■ **EXERCISE PROMPT**
Return, word for word, only the lines of the data below that lie between the line with "pub mod snapshot;" and the line with "impl Builder for Text", those two lines included.

PROVIDED RECORDS below:

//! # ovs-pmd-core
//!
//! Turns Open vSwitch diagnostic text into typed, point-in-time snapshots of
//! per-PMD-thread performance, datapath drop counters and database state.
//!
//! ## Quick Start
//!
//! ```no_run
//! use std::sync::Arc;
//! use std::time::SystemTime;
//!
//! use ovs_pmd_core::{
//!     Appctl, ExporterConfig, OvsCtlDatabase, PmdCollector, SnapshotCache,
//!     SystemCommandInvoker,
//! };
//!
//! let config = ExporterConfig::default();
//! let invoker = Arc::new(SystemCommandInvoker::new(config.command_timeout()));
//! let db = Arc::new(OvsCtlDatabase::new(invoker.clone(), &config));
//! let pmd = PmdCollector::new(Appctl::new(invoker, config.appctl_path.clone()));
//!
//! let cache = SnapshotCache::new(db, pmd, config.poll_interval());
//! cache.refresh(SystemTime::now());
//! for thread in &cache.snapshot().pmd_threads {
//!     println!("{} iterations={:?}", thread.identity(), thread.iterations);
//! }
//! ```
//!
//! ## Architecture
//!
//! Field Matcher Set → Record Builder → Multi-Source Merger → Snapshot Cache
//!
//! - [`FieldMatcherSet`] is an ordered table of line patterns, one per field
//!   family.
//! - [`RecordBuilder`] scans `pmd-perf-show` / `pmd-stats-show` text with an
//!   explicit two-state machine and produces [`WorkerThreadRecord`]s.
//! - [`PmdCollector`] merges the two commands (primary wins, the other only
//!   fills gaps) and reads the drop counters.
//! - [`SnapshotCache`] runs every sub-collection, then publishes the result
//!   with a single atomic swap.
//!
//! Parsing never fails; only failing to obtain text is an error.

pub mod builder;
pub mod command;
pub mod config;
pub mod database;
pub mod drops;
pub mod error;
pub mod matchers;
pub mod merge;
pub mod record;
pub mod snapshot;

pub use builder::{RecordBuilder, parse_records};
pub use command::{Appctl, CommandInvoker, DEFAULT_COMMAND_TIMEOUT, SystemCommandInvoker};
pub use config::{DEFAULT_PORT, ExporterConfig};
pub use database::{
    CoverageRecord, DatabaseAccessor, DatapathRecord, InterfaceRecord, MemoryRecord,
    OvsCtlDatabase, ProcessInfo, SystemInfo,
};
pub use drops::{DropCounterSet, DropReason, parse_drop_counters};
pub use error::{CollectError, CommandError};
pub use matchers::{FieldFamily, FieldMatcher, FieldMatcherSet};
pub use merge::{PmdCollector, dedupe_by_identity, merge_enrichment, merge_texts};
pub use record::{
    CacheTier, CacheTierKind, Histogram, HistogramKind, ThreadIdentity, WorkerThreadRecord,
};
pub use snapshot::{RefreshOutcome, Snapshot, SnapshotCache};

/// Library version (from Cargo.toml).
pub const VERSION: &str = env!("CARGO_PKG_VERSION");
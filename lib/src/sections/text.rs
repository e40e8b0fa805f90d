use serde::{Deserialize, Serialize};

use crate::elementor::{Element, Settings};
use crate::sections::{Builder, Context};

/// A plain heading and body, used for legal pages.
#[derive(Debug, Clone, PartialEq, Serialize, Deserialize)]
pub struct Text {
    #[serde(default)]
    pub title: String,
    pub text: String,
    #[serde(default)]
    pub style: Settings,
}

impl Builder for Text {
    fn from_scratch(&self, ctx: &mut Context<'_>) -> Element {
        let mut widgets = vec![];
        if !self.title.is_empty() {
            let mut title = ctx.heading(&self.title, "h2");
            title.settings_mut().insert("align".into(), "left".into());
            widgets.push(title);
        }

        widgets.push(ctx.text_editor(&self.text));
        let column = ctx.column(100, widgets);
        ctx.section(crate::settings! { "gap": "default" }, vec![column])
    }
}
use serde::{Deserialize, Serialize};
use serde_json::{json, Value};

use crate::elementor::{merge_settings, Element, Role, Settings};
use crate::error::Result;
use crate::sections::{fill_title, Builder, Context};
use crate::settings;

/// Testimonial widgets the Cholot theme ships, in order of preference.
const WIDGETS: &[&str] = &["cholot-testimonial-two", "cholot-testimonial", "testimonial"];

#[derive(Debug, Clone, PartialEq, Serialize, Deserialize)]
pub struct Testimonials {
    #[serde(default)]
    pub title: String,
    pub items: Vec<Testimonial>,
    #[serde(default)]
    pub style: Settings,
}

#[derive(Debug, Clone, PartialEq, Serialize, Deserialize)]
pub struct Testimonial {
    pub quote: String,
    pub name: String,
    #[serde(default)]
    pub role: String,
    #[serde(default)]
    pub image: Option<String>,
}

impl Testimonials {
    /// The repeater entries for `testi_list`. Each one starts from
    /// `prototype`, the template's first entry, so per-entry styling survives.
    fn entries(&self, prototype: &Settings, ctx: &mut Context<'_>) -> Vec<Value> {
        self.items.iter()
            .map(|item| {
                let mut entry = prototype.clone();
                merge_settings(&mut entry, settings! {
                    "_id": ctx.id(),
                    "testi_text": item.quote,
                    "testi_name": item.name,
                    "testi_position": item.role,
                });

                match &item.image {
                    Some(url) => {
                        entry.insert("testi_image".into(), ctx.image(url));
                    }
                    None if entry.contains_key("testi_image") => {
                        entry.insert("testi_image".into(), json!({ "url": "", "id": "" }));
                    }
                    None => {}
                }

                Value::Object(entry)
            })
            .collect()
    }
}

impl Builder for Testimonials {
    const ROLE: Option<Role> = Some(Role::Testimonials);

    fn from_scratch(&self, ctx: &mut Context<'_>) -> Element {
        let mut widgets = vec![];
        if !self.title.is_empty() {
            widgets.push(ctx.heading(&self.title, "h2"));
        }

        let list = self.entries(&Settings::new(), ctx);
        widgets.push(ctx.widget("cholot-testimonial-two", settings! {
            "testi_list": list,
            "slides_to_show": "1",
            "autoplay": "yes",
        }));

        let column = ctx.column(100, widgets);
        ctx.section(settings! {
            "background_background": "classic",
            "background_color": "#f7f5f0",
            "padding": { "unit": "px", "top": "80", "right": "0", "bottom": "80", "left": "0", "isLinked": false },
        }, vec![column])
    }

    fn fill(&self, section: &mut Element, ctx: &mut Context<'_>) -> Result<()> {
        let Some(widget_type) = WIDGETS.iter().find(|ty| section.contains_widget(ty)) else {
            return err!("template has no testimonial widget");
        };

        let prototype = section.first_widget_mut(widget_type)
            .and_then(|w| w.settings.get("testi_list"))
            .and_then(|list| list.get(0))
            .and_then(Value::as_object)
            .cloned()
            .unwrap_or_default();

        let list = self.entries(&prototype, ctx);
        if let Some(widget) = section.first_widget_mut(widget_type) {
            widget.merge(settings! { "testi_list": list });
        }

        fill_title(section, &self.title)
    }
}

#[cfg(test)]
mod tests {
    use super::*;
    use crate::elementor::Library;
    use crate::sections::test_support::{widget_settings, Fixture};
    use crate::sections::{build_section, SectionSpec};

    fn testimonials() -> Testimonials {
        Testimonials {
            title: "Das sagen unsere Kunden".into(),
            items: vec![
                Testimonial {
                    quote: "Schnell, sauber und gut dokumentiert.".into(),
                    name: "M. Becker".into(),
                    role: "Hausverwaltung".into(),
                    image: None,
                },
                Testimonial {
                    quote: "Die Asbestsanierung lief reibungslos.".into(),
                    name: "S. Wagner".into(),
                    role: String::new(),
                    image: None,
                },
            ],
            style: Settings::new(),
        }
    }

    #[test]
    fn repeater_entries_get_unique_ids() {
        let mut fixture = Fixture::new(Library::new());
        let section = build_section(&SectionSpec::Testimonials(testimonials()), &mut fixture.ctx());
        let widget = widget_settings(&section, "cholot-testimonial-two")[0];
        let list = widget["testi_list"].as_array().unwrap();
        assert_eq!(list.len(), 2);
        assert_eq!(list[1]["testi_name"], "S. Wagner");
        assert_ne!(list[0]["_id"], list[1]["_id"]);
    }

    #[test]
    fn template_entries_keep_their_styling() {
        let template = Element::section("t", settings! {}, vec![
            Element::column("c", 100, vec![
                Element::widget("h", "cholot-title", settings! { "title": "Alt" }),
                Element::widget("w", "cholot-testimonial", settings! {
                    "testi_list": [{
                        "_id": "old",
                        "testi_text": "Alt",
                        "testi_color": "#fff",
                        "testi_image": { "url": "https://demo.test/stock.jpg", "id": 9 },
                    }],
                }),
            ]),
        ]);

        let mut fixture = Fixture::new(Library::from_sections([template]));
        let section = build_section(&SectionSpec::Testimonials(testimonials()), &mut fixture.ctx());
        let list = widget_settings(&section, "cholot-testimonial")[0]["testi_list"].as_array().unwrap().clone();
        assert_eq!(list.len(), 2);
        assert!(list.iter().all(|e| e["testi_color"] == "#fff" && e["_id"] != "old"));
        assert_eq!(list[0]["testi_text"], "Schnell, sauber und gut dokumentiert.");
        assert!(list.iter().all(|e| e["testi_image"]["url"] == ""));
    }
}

End of PROVIDED RECORDS.

■ **ANSWER**
pub mod snapshot;

pub use builder::{RecordBuilder, parse_records};
pub use command::{Appctl, CommandInvoker, DEFAULT_COMMAND_TIMEOUT, SystemCommandInvoker};
pub use config::{DEFAULT_PORT, ExporterConfig};
pub use database::{
    CoverageRecord, DatabaseAccessor, DatapathRecord, InterfaceRecord, MemoryRecord,
    OvsCtlDatabase, ProcessInfo, SystemInfo,
};
pub use drops::{DropCounterSet, DropReason, parse_drop_counters};
pub use error::{CollectError, CommandError};
pub use matchers::{FieldFamily, FieldMatcher, FieldMatcherSet};
pub use merge::{PmdCollector, dedupe_by_identity, merge_enrichment, merge_texts};
pub use record::{
    CacheTier, CacheTierKind, Histogram, HistogramKind, ThreadIdentity, WorkerThreadRecord,
};
pub use snapshot::{RefreshOutcome, Snapshot, SnapshotCache};

/// Library version (from Cargo.toml).
pub const VERSION: &str = env!("CARGO_PKG_VERSION");
filename lib/src/sections/text.rs
repository e40e8b0fa805f90d
use serde::{Deserialize, Serialize};

use crate::elementor::{Element, Settings};
use crate::sections::{Builder, Context};

/// A plain heading and body, used for legal pages.
#[derive(Debug, Clone, PartialEq, Serialize, Deserialize)]
pub struct Text {
    #[serde(default)]
    pub title: String,
    pub text: String,
    #[serde(default)]
    pub style: Settings,
}

impl Builder for Text {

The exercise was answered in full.